─── RECORD EXCERPTS

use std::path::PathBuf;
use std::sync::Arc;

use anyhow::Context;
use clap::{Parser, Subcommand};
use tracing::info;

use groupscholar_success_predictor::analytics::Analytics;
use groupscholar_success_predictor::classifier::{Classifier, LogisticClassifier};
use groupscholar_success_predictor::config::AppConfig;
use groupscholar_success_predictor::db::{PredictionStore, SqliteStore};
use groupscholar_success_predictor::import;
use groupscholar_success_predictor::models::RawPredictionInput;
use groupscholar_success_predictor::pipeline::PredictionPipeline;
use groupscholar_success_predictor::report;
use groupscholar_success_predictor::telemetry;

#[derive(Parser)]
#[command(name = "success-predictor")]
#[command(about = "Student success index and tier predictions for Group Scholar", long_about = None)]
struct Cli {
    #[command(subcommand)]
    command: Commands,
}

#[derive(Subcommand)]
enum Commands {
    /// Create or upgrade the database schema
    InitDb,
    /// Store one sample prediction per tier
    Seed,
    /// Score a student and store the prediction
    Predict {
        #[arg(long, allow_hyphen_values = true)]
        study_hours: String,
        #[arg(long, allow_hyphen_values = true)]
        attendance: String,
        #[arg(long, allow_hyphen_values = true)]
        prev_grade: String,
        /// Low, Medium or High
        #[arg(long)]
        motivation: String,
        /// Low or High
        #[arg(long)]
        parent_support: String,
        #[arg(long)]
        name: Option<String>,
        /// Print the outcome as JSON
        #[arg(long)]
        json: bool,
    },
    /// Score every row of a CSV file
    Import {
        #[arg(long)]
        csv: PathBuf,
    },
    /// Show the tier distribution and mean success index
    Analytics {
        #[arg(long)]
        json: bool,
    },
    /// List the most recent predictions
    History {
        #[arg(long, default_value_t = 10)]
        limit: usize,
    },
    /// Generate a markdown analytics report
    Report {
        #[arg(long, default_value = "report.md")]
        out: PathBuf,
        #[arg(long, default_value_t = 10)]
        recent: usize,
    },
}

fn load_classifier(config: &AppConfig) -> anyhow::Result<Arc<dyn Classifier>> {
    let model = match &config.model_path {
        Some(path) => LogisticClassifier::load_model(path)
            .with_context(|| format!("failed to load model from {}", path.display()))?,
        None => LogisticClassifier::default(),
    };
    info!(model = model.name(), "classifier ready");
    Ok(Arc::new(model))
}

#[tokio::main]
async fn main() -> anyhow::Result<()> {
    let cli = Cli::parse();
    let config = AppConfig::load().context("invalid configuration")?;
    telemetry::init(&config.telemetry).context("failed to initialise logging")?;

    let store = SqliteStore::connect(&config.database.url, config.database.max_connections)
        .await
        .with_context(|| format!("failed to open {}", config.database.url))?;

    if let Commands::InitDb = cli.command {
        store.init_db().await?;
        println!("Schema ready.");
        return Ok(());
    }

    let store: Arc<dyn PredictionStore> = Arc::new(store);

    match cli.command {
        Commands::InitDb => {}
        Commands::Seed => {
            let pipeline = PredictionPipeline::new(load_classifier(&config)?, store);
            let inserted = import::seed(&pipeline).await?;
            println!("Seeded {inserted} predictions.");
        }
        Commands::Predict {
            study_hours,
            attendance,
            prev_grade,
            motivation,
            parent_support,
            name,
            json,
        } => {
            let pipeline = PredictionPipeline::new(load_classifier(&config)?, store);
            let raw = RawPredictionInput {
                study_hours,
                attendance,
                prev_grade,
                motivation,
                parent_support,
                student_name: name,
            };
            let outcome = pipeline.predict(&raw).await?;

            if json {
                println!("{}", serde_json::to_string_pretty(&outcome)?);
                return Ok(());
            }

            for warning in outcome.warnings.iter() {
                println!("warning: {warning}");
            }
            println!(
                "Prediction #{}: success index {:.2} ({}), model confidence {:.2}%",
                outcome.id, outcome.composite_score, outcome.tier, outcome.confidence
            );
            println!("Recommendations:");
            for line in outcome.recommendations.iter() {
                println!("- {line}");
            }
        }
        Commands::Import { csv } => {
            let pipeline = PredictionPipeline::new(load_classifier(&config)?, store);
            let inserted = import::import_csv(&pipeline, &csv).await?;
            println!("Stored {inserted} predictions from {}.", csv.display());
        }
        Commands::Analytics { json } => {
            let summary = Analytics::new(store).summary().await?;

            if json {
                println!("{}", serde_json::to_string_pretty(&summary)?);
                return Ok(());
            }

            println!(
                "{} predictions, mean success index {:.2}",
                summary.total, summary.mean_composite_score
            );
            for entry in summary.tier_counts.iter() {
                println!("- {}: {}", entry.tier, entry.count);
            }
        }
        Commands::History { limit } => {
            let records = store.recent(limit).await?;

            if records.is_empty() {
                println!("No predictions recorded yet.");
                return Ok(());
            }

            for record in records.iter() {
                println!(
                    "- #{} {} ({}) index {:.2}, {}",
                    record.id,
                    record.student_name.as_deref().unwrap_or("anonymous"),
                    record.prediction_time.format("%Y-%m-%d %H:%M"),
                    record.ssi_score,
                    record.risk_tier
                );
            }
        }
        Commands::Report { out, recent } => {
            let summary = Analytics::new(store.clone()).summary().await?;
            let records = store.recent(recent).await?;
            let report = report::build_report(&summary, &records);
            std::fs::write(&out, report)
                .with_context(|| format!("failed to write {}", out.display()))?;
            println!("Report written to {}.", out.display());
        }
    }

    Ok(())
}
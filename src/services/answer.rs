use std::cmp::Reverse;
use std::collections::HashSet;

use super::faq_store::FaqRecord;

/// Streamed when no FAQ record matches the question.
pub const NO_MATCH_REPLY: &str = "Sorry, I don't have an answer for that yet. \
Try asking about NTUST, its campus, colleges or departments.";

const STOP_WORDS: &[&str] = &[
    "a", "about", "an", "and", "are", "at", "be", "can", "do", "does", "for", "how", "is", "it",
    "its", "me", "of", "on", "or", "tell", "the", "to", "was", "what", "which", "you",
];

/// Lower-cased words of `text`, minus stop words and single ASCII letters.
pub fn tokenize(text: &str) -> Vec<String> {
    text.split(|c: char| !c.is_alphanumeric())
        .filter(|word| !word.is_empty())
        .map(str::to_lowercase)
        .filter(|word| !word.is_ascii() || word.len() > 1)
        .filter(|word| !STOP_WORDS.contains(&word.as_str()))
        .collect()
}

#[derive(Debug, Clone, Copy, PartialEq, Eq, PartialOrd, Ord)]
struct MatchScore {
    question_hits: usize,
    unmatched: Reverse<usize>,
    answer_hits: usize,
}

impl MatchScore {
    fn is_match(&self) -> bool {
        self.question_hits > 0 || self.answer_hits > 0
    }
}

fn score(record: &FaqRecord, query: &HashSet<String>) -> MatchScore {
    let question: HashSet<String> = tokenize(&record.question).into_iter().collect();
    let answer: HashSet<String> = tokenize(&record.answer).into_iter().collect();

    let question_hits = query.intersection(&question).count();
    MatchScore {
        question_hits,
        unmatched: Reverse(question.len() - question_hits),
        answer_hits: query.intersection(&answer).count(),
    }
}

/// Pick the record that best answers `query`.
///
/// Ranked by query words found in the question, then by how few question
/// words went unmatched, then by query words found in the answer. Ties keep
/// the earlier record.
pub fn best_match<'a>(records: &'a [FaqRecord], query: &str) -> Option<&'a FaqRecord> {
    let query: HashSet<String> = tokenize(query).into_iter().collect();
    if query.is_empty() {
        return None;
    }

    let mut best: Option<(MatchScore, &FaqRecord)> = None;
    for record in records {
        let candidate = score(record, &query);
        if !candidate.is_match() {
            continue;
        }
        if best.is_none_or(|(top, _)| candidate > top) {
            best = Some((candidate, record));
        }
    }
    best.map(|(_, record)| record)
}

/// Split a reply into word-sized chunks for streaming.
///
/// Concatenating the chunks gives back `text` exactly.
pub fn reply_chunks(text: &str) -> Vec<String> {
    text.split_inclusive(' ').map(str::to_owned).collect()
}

──────

** TASK BRIEF **
Could you please copy the lines of the listing above exactly, from its first line through the line bearing "#[derive(Parser)]", and nothing more?

** YOUR SOLUTION **
use std::path::PathBuf;
use std::sync::Arc;

use anyhow::Context;
use clap::{Parser, Subcommand};
use tracing::info;

use groupscholar_success_predictor::analytics::Analytics;
use groupscholar_success_predictor::classifier::{Classifier, LogisticClassifier};
use groupscholar_success_predictor::config::AppConfig;
use groupscholar_success_predictor::db::{PredictionStore, SqliteStore};
use groupscholar_success_predictor::import;
use groupscholar_success_predictor::models::RawPredictionInput;
use groupscholar_success_predictor::pipeline::PredictionPipeline;
use groupscholar_success_predictor::report;
use groupscholar_success_predictor::telemetry;

#[derive(Parser)]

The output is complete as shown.